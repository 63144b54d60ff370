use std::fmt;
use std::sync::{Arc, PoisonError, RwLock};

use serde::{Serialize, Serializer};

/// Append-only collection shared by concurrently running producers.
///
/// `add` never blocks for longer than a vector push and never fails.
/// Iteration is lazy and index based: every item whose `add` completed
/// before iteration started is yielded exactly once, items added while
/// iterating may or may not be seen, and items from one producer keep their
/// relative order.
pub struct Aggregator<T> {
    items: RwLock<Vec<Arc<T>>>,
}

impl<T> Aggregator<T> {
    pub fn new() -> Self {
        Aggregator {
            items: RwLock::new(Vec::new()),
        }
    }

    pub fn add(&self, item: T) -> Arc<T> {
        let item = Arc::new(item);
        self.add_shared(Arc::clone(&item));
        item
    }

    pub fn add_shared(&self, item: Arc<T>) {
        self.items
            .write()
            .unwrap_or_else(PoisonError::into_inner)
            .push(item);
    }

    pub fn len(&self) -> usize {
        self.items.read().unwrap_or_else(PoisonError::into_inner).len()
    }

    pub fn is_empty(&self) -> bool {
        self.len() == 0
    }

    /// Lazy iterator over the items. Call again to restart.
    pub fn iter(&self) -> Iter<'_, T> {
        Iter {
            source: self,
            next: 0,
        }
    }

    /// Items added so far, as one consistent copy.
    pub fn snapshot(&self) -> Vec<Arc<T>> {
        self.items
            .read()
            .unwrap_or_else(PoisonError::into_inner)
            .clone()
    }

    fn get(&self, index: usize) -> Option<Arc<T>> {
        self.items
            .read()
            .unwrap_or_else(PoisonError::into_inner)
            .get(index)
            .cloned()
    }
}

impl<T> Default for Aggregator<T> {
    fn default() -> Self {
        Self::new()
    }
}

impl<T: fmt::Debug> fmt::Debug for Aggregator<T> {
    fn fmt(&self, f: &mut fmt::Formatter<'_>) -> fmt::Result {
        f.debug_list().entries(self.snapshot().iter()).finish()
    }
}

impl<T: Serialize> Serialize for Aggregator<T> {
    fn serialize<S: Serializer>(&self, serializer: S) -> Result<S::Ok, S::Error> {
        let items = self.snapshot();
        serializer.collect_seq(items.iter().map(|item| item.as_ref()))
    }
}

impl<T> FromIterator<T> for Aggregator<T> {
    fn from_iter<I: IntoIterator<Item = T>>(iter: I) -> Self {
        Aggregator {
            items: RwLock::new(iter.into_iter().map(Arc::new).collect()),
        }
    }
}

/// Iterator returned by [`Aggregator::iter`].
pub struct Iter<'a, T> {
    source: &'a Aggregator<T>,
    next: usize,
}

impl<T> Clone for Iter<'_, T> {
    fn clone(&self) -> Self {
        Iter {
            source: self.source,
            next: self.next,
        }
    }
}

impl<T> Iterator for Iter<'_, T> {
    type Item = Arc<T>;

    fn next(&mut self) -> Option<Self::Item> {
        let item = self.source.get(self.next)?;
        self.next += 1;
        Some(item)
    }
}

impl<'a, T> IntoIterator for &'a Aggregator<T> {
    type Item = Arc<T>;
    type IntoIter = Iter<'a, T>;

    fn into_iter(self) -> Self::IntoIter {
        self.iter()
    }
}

* * * * *

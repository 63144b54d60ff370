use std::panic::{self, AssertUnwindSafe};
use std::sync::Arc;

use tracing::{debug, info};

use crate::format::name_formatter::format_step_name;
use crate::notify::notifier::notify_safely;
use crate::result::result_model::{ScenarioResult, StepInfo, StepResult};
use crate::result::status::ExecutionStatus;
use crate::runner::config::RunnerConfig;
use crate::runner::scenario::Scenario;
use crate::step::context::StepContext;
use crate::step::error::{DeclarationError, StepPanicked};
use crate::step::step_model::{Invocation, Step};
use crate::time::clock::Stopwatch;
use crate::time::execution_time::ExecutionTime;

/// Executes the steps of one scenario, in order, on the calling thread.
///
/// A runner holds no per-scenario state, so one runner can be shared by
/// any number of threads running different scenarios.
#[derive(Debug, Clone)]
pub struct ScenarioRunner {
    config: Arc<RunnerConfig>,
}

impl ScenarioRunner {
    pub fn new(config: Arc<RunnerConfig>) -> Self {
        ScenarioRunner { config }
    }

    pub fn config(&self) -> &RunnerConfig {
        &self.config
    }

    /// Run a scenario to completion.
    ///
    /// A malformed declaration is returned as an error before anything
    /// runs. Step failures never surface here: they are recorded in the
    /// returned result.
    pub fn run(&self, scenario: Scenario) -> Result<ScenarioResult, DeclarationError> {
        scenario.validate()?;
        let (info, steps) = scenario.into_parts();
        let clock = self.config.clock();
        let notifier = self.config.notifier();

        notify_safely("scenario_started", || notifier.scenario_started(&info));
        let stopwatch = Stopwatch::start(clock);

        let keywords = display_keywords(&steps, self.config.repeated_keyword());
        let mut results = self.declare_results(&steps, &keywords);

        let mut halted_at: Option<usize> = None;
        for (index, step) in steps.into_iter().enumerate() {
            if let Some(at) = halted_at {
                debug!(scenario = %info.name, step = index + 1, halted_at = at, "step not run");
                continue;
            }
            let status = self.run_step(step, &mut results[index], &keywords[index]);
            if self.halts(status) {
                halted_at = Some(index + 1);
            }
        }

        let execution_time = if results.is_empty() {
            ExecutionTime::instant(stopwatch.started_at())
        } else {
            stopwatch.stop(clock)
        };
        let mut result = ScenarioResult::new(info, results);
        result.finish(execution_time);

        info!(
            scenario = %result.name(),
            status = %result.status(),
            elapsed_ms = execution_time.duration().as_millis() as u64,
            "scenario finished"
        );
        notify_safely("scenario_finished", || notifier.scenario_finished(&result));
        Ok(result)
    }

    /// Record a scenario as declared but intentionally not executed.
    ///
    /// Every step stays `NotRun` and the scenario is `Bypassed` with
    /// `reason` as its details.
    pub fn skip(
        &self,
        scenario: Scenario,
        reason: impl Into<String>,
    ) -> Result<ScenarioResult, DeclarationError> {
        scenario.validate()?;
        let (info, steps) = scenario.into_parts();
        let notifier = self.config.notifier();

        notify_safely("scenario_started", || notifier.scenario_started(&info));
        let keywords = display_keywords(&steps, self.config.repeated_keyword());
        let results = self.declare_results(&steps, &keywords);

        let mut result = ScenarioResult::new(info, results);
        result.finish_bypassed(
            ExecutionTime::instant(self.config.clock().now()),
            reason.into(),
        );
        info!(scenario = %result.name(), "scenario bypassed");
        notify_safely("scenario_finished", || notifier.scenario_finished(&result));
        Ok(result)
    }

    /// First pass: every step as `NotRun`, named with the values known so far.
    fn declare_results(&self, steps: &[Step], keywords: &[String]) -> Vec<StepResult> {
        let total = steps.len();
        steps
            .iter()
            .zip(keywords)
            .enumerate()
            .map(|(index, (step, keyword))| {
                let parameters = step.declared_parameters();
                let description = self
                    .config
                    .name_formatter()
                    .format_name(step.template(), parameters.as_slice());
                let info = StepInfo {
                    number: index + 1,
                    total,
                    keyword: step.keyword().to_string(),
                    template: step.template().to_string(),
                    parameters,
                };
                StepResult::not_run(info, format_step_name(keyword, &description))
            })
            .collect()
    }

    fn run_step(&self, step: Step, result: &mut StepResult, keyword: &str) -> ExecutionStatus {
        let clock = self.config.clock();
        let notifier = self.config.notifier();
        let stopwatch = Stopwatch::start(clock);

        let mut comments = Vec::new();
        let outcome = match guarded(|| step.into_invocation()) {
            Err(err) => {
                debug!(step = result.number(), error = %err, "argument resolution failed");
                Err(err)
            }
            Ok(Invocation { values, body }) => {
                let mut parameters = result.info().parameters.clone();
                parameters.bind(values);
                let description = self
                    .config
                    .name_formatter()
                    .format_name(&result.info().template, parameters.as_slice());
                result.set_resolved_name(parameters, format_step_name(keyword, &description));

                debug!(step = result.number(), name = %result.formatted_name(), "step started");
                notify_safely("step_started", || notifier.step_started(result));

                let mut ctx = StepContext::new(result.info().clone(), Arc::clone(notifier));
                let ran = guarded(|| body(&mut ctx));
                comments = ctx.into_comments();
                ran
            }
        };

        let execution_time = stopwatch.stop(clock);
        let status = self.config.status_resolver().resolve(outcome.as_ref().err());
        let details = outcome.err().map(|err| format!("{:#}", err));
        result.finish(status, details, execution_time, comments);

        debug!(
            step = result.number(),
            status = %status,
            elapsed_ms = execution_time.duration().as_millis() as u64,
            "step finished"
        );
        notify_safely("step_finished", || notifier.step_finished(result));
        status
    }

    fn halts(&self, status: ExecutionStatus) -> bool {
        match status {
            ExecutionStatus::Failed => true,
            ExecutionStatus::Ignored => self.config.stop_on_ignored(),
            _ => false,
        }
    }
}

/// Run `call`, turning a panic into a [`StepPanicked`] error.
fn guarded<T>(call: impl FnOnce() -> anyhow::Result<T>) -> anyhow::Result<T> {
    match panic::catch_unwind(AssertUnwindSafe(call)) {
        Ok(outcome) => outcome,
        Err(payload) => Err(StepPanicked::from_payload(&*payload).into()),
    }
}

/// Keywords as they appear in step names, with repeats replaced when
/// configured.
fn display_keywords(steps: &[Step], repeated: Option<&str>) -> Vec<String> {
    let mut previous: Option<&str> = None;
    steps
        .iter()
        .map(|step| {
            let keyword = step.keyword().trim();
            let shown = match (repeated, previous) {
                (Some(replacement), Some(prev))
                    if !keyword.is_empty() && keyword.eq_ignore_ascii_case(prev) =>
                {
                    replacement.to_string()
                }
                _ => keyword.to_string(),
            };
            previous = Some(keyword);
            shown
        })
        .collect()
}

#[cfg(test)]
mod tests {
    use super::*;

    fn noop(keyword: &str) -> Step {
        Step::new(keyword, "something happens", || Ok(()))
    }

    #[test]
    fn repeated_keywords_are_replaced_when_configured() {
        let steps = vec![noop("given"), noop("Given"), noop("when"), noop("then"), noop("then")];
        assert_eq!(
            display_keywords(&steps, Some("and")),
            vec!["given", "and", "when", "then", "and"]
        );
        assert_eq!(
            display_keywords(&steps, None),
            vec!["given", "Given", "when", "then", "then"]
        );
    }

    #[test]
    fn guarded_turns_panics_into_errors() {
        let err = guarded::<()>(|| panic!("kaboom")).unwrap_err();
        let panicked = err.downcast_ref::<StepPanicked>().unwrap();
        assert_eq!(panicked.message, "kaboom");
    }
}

* * * * *

## [Exercise directions]
Search the records for the string "StepContext" and return every line in which it occurs.

## [Solution for this task]
use crate::step::context::StepContext;
                let mut ctx = StepContext::new(result.info().clone(), Arc::clone(notifier));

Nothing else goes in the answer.